Task to carry out :: Where the word "webhook" occurs in a line of the listing below, copy that line.

Material for this exercise ::
//! VIP Link Service — standalone binary reconciling chat, billing, and
//! game-server identities and extending VIP entitlement on paid pledges.
//!
//! Hosts the billing-platform webhook endpoint and a linking RPC API.
//! Default: http://127.0.0.1:9103/

mod accrual;
mod config;
mod crcon;
mod db;
mod error;
mod events;
mod handlers;
mod linking;
mod payload;
mod routes;

use config::Config;
use crcon::CrconClient;
use handlers::EventProcessor;
use routes::AppState;
use std::sync::Arc;
use std::time::Instant;

#[tokio::main]
async fn main() {
    dotenv::dotenv().ok();
    env_logger::init();

    let config = Config::from_env();

    log::info!("Opening database at: {}", config.database_path);
    let database = Arc::new(db::Db::open(&config.database_path).expect("Failed to open database"));

    let vip_api = Arc::new(CrconClient::new(
        &config.crcon_url,
        &config.crcon_api_key,
        config.crcon_server_number,
    ));

    let processor = Arc::new(EventProcessor::new(database.clone(), vip_api));

    let state = Arc::new(AppState {
        db: database,
        processor,
        start_time: Instant::now(),
    });

    let cors = tower_http::cors::CorsLayer::permissive();

    let app = axum::Router::new()
        .route("/webhook/patreon", axum::routing::post(routes::patreon_webhook))
        .route("/rpc/link/primary", axum::routing::post(routes::link_primary))
        .route("/rpc/unlink/primary", axum::routing::post(routes::unlink_primary))
        .route("/rpc/link/sponsored", axum::routing::post(routes::link_sponsored))
        .route("/rpc/unlink/sponsored", axum::routing::post(routes::unlink_sponsored))
        .route("/rpc/link/billing", axum::routing::post(routes::link_billing))
        .route("/rpc/unlink/billing", axum::routing::post(routes::unlink_billing))
        .route("/rpc/stats", axum::routing::get(routes::stats))
        .route("/rpc/status", axum::routing::get(routes::status))
        .with_state(state)
        .layer(cors);

    let addr = format!("127.0.0.1:{}", config.port);
    log::info!("VIP Link Service listening on http://{}", addr);

    let listener = tokio::net::TcpListener::bind(&addr)
        .await
        .expect("Failed to bind");

    axum::serve(listener, app).await.expect("Server error");
}
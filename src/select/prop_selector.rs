//! `PropSelector`: an ordered, chainable accumulator of property predicates.
//!
//! One accumulator serves every typed variant: the kind parameter only
//! decides which extra builder methods exist (see `typed.rs`). Evaluation is
//! always the in-order conjunction of the registered predicates.

use std::fmt;
use std::marker::PhantomData;

use hashbrown::HashSet;
use smallvec::SmallVec;

use super::predicate::PropertyPredicate;
use crate::model::{FromValue, ObjectRef, Property, PropertyType, Value};

/// Marker for the kind of property a selector is specialised for.
pub trait SelectorKind: Send + Sync + 'static {
    const NAME: &'static str;
}

/// Untyped selector: only the common builders.
#[derive(Debug, Clone, Copy, Default)]
pub struct AnyKind;
/// String builders: prefix, suffix, substring, pattern.
#[derive(Debug, Clone, Copy, Default)]
pub struct StringKind;
/// `f64` comparisons.
#[derive(Debug, Clone, Copy, Default)]
pub struct FloatKind;
/// `i64` comparisons.
#[derive(Debug, Clone, Copy, Default)]
pub struct IntKind;
/// Membership and element quantifiers.
#[derive(Debug, Clone, Copy, Default)]
pub struct ListKind;

impl SelectorKind for AnyKind { const NAME: &'static str = "any"; }
impl SelectorKind for StringKind { const NAME: &'static str = "string"; }
impl SelectorKind for FloatKind { const NAME: &'static str = "float"; }
impl SelectorKind for IntKind { const NAME: &'static str = "int"; }
impl SelectorKind for ListKind { const NAME: &'static str = "list"; }

pub type StringPropSelector = PropSelector<StringKind>;
pub type FloatPropSelector = PropSelector<FloatKind>;
pub type IntPropSelector = PropSelector<IntKind>;
pub type ListPropSelector = PropSelector<ListKind>;

/// Accumulates property predicates; `as_predicate()` freezes their
/// conjunction. The builder stays usable afterwards, and later additions
/// do not affect predicates already taken.
pub struct PropSelector<K: SelectorKind = AnyKind> {
    predicates: SmallVec<[PropertyPredicate; 4]>,
    _kind: PhantomData<K>,
}

impl<K: SelectorKind> PropSelector<K> {
    pub fn new() -> Self {
        Self {
            predicates: SmallVec::new(),
            _kind: PhantomData,
        }
    }

    /// Append a raw predicate.
    pub fn with_predicate(mut self, predicate: PropertyPredicate) -> Self {
        self.predicates.push(predicate);
        self
    }

    /// Append a closure over the whole property.
    pub fn with_property_matching<F>(self, f: F) -> Self
    where
        F: Fn(&Property) -> bool + Send + Sync + 'static,
    {
        self.with_predicate(PropertyPredicate::new(f))
    }

    pub fn with_name(self, name: impl Into<String>) -> Self {
        let name = name.into();
        self.with_property_matching(move |p| p.name == name)
    }

    pub fn with_type(self, declared_type: PropertyType) -> Self {
        self.with_property_matching(move |p| p.declared_type == declared_type)
    }

    /// Value equality: strict runtime typing, identity for object references.
    pub fn with_value_that_is_equal_to(self, value: impl Into<Value>) -> Self {
        let value = value.into();
        self.with_property_matching(move |p| p.value == value)
    }

    /// Caller-supplied test over the value converted to `T`. A value that
    /// does not convert to `T` does not match.
    pub fn with_value_that_matches<T, F>(self, f: F) -> Self
    where
        T: FromValue + 'static,
        F: Fn(&T) -> bool + Send + Sync + 'static,
    {
        self.with_property_matching(move |p| T::from_value(&p.value).is_ok_and(|v| f(&v)))
    }

    /// Freeze the current conjunction.
    pub fn as_predicate(&self) -> PropertyPredicate {
        PropertyPredicate::all(self.predicates.to_vec())
    }

    pub fn test(&self, property: &Property) -> bool {
        self.predicates.iter().all(|pred| pred.test(property))
    }

    /// Matching properties of a snapshot, without duplicates, in
    /// first-seen order.
    pub fn select_from<'a, I>(&self, properties: I) -> Vec<Property>
    where
        I: IntoIterator<Item = &'a Property>,
    {
        let mut out: Vec<Property> = Vec::new();
        for p in properties {
            if self.test(p) && !out.contains(p) {
                out.push(p.clone());
            }
        }
        out
    }

    /// Matching properties of one object, in declaration order.
    pub fn select_from_object(&self, object: &ObjectRef) -> Vec<Property> {
        let mut seen = HashSet::new();
        object
            .properties()
            .into_iter()
            .filter(|p| self.test(p) && seen.insert(p.name.clone()))
            .collect()
    }
}

impl<K: SelectorKind> Default for PropSelector<K> {
    fn default() -> Self {
        Self::new()
    }
}

impl<K: SelectorKind> Clone for PropSelector<K> {
    fn clone(&self) -> Self {
        Self {
            predicates: self.predicates.clone(),
            _kind: PhantomData,
        }
    }
}

impl<K: SelectorKind> fmt::Debug for PropSelector<K> {
    fn fmt(&self, f: &mut fmt::Formatter<'_>) -> fmt::Result {
        f.debug_struct("PropSelector")
            .field("kind", &K::NAME)
            .field("predicates", &self.predicates.len())
            .finish()
    }
}

impl<K: SelectorKind> From<PropSelector<K>> for PropertyPredicate {
    fn from(selector: PropSelector<K>) -> Self {
        selector.as_predicate()
    }
}

impl<K: SelectorKind> From<&PropSelector<K>> for PropertyPredicate {
    fn from(selector: &PropSelector<K>) -> Self {
        selector.as_predicate()
    }
}
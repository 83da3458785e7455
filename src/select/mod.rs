//! # Selectors
//!
//! Composable queries over the object graph.
//!
//! ```text
//! PropSelector<K>  ──as_predicate()──►  PropertyPredicate
//!        │                                     │
//!        └──────────── with_property ──────────┤
//!                                              ▼
//!                                       ObjectSelector ──► select_from / select_from_root
//!                                              │
//!                                              └────────► sync_with (live view)
//! ```

pub mod predicate;
pub mod prop_selector;
pub mod typed;
pub mod object_selector;
pub mod sync;

pub use predicate::{ObjectPredicate, PropertyPredicate};
pub use prop_selector::{
    AnyKind, FloatKind, FloatPropSelector, IntKind, IntPropSelector, ListKind,
    ListPropSelector, PropSelector, SelectorKind, StringKind, StringPropSelector,
};
pub use typed::NumericKind;
pub use object_selector::ObjectSelector;
pub use sync::{synced, SyncTarget, SyncedCollection};

pub fn select_object() -> ObjectSelector {
    ObjectSelector::new()
}

pub fn select_prop() -> PropSelector {
    PropSelector::new()
}

pub fn select_string_prop() -> StringPropSelector {
    PropSelector::new()
}

pub fn select_float_prop() -> FloatPropSelector {
    PropSelector::new()
}

pub fn select_int_prop() -> IntPropSelector {
    PropSelector::new()
}

pub fn select_list_prop() -> ListPropSelector {
    PropSelector::new()
}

Solved exercise ::
//! Hosts the billing-platform webhook endpoint and a linking RPC API.
        .route("/webhook/patreon", axum::routing::post(routes::patreon_webhook))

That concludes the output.